Noo! I loved Pocket. It's integrated into my Kobo eReader. It was the only good way to get articles easily synced on to an eReader. I hope Kobo buys Pocket. Or Rakuten, since that's a tech company and they own Kobo.
I liked it at first until the recommendations became more-and-more advertorial slop.
I used it like 3 times before deciding my read later functionality is already and better served by the 206 tabs I will never look at.
I use Pocket since before Mozilla bought it. In combination with my kobo ereader, it changed the way I read the Internet for the better. Self hosting is no option for me and as far as I know Pocket was the best free read-it-later service. And the only one that worked seamless with Kobo. I really hope Rakuten buys it.
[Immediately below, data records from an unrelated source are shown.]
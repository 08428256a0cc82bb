use hmac::{Hmac, Mac};
use rand::Rng;
use sha2::{Digest, Sha256};

use crate::constants::{ID_SEGMENT_LEN, SESSION_TOKEN_BYTES};

type HmacSha256 = Hmac<Sha256>;

// =============================================================================
// Identifiers
// =============================================================================

const BASE36_ALPHABET: &[u8] = b"0123456789abcdefghijklmnopqrstuvwxyz";

/// Generate an entity id: two random base-36 segments concatenated
///
/// Uniqueness is probabilistic only. With ~113 bits of randomness collisions
/// are negligible for a single catalog, but the ids are not meant to be
/// unguessable credentials.
pub fn generate_id() -> String {
    let mut rng = rand::rng();
    let mut id = String::with_capacity(ID_SEGMENT_LEN * 2);

    for _ in 0..2 {
        for _ in 0..ID_SEGMENT_LEN {
            let index = rng.random_range(0..BASE36_ALPHABET.len());
            id.push(BASE36_ALPHABET[index] as char);
        }
    }

    id
}

/// Generate a bearer token for a session (64 hex characters)
pub fn generate_session_token() -> String {
    let bytes: [u8; SESSION_TOKEN_BYTES] = rand::rng().random();
    hex::encode(bytes)
}

// =============================================================================
// Password Hashing
// =============================================================================

/// Strategy used to turn a plaintext password into the stored digest
pub trait PasswordHasher: Send + Sync {
    fn hash(&self, password: &str) -> String;

    fn verify(&self, password: &str, stored: &str) -> bool {
        constant_time_eq(self.hash(password).as_bytes(), stored.as_bytes())
    }
}

/// Unsalted single-round SHA-256, hex encoded
///
/// Weak by modern standards. Kept as the default because existing user
/// records were written with it; swap the hasher to migrate.
#[derive(Debug, Clone, Copy, Default)]
pub struct Sha256PasswordHasher;

impl PasswordHasher for Sha256PasswordHasher {
    fn hash(&self, password: &str) -> String {
        sha256_hex(password.as_bytes())
    }
}

fn constant_time_eq(a: &[u8], b: &[u8]) -> bool {
    if a.len() != b.len() {
        return false;
    }
    a.iter().zip(b).fold(0u8, |acc, (x, y)| acc | (x ^ y)) == 0
}

/// SHA-256 of arbitrary bytes as lowercase hex
///
/// Also used as the document fingerprint for optimistic writes.
pub fn sha256_hex(data: &[u8]) -> String {
    let mut hasher = Sha256::new();
    hasher.update(data);
    hex::encode(hasher.finalize())
}

// =============================================================================
// Signed Object URLs
// =============================================================================

/// Payload covered by an object URL signature
fn signing_payload(bucket: &str, key: &str, expires: i64) -> String {
    format!("{}/{}:{}", bucket, key, expires)
}

/// HMAC-SHA256 signature for an object download link
pub fn sign_object(bucket: &str, key: &str, expires: i64, secret: &str) -> String {
    // HMAC accepts keys of any length, so construction cannot fail here
    let mut mac = match HmacSha256::new_from_slice(secret.as_bytes()) {
        Ok(m) => m,
        Err(_) => return String::new(),
    };
    mac.update(signing_payload(bucket, key, expires).as_bytes());
    hex::encode(mac.finalize().into_bytes())
}

/// Verify HMAC-SHA256 signature
pub fn verify_hmac(data: &str, signature: &str, secret: &str) -> bool {
    let mut mac = match HmacSha256::new_from_slice(secret.as_bytes()) {
        Ok(m) => m,
        Err(_) => {
            tracing::error!("Failed to create HMAC instance");
            return false;
        }
    };

    mac.update(data.as_bytes());

    let sig_bytes = match hex::decode(signature) {
        Ok(bytes) => bytes,
        Err(_) => {
            tracing::warn!("Invalid hex signature format");
            return false;
        }
    };

    mac.verify_slice(&sig_bytes).is_ok()
}

/// Check a signed object link: signature must match and `expires` lie ahead of `now`
pub fn verify_object_signature(
    bucket: &str,
    key: &str,
    expires: i64,
    signature: &str,
    secret: &str,
    now: i64,
) -> bool {
    if expires <= now {
        tracing::warn!("Signed URL expired {} seconds ago", now - expires);
        return false;
    }

    verify_hmac(&signing_payload(bucket, key, expires), signature, secret)
}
Pocket is one service of theirs I did use from time to time. Save an article you want to read later without committing it to a bookmark.
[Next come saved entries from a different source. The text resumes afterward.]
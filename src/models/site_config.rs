use serde::{Deserialize, Serialize};

/// Site-wide settings, a singleton stored under the `site-config` id
#[derive(Debug, Clone, PartialEq, Serialize, Deserialize)]
#[serde(rename_all = "camelCase", default)]
pub struct SiteConfig {
    pub site_name: String,
    pub paypal_client_id: String,
    pub paypal_me_username: String,
    pub stripe_publishable_key: String,
    pub stripe_secret_key: String,
    pub telegram_username: String,
    pub video_list_title: String,
    /// Crypto wallet addresses shown at checkout
    pub crypto: Vec<String>,
    pub email_host: String,
    pub email_port: String,
    pub email_secure: bool,
    pub email_user: String,
    pub email_pass: String,
    pub email_from: String,
    pub wasabi_config: StorageCredentials,
}

impl Default for SiteConfig {
    fn default() -> Self {
        Self {
            site_name: "VideosPlus".to_string(),
            paypal_client_id: String::new(),
            paypal_me_username: String::new(),
            stripe_publishable_key: String::new(),
            stripe_secret_key: String::new(),
            telegram_username: String::new(),
            video_list_title: "Available Videos".to_string(),
            crypto: Vec::new(),
            email_host: "smtp.gmail.com".to_string(),
            email_port: "587".to_string(),
            email_secure: false,
            email_user: String::new(),
            email_pass: String::new(),
            email_from: String::new(),
            wasabi_config: StorageCredentials::default(),
        }
    }
}

/// Object storage credential block carried inside the site config
#[derive(Debug, Clone, Default, PartialEq, Eq, Serialize, Deserialize)]
#[serde(rename_all = "camelCase")]
pub struct StorageCredentials {
    #[serde(default, skip_serializing_if = "Option::is_none")]
    pub access_key: Option<String>,
    #[serde(default, skip_serializing_if = "Option::is_none")]
    pub secret_key: Option<String>,
    #[serde(default, skip_serializing_if = "Option::is_none")]
    pub region: Option<String>,
    #[serde(default, skip_serializing_if = "Option::is_none")]
    pub bucket: Option<String>,
    #[serde(default, skip_serializing_if = "Option::is_none")]
    pub endpoint: Option<String>,
}

impl StorageCredentials {
    pub fn is_complete(&self) -> bool {
        self.access_key.as_deref().is_some_and(|k| !k.is_empty())
            && self.secret_key.as_deref().is_some_and(|k| !k.is_empty())
    }
}

/// Partial site config update
#[derive(Debug, Clone, Default, PartialEq, Serialize, Deserialize)]
#[serde(rename_all = "camelCase")]
pub struct SiteConfigPatch {
    pub site_name: Option<String>,
    pub paypal_client_id: Option<String>,
    pub paypal_me_username: Option<String>,
    pub stripe_publishable_key: Option<String>,
    pub stripe_secret_key: Option<String>,
    pub telegram_username: Option<String>,
    pub video_list_title: Option<String>,
    pub crypto: Option<Vec<String>>,
    pub email_host: Option<String>,
    pub email_port: Option<String>,
    pub email_secure: Option<bool>,
    pub email_user: Option<String>,
    pub email_pass: Option<String>,
    pub email_from: Option<String>,
    pub wasabi_config: Option<StorageCredentials>,
}

macro_rules! merge_fields {
    ($patch:ident, $config:ident, $($field:ident),+ $(,)?) => {
        $(
            if let Some(value) = $patch.$field {
                $config.$field = value;
            }
        )+
    };
}

impl SiteConfigPatch {
    pub fn apply(self, config: &mut SiteConfig) {
        let patch = self;
        merge_fields!(
            patch,
            config,
            site_name,
            paypal_client_id,
            paypal_me_username,
            stripe_publishable_key,
            stripe_secret_key,
            telegram_username,
            video_list_title,
            crypto,
            email_host,
            email_port,
            email_secure,
            email_user,
            email_pass,
            email_from,
            wasabi_config,
        );
    }
}

#[cfg(test)]
mod tests {
    use super::*;

    #[test]
    fn test_partial_document_fills_defaults() {
        let config: SiteConfig =
            serde_json::from_str(r#"{"siteName":"Shop","crypto":["btc:abc"]}"#).unwrap();

        assert_eq!(config.site_name, "Shop");
        assert_eq!(config.crypto, vec!["btc:abc".to_string()]);
        assert_eq!(config.email_port, "587");
        assert_eq!(config.wasabi_config, StorageCredentials::default());
    }

    #[test]
    fn test_patch_merge() {
        let mut config = SiteConfig::default();
        SiteConfigPatch {
            telegram_username: Some("shopadmin".into()),
            email_secure: Some(true),
            ..Default::default()
        }
        .apply(&mut config);

        assert_eq!(config.telegram_username, "shopadmin");
        assert!(config.email_secure);
        assert_eq!(config.site_name, "VideosPlus");
    }

    #[test]
    fn test_credentials_completeness() {
        let mut creds = StorageCredentials::default();
        assert!(!creds.is_complete());

        creds.access_key = Some("AK".into());
        creds.secret_key = Some("SK".into());
        assert!(creds.is_complete());
    }
}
Wish they'd make bookmark not suck so much that using them felt like a commitment to organisationnal chores. The bookmark system is largely unchanged since the netscape days.
You cant search texts inside bookmarks because they only store the url. Which will break. Instead of saving the html itself, as if we still only has hundreds of gigabytes.
It should have a library level search system, capable of not just symbol text but intelligent summarization, categorization, search by relecant, content discovery algorithm, rss feed support all fully local, offline capable.
The whole thing, metadata, html, inages, video, files, code, replay of the changes over time. Yes I should be able to replay clicking "read more" as I expand comments on facebook. I should not lose my work to a page reload ever again. And no that's nor "too much space". Web pages are largely text sent super efficiently it is not that much information even compared to a gigabyte.
What you're describing is so much more difficult from a technical standpoint than you give it credit.
Static pages – sure, the plague of single page applications – oof, that's a challenge.
“Firefox is the only major browser not backed by a billionaire”
This is a misleading statement. 86% of Mozilla’s funding is from google. Modern web browsers are a fucked landscape designed to perpetuate googles dominance
fuck, I'm using the Pocket plugin a lot :[
not for proper bookmarking, just to mark where I was in longer videos and webcomics, 1 click on/off, easy
Pocket goes hand in hand with procrastination.
Bummer. I can see pocket going, I tried to use it but it’s basically a place to put stuff that you plant to but never actually get around to reading, a bookmark does the same thing. Fakespot I’m not sure about. I’ve used it, but there’s no way to verify how right it is.
Wait, I didn't know Mozilla actually owned Pocket, I thought they just had a partnership or something...
I used to main Pocket back in the days when I had an iPod Touch 4G and older iPhone models, nowadays... It is storing articles from those days that I bet I haven't gotten to read 😂
Man, one gets a backlog of everything these days.
Pocket won't be missed. Self-hosted alternatives like Wallabag are better and private, so switched to it many years ago. Integration (and enabled by default, requiring about:config to disable) ensured I'd never use it out of principle.
Fakespot (the website) was genuinely useful to help ID scams on Am*z*n Marketplace, though I never used the extension. But I think that enshittified in recent years, so (in the style of Stephen King's Misery) it's probably for the best.
Related, the Keepa extension is useful as a price rigging detector, but I expect that will "number must go up!" soon enough, too...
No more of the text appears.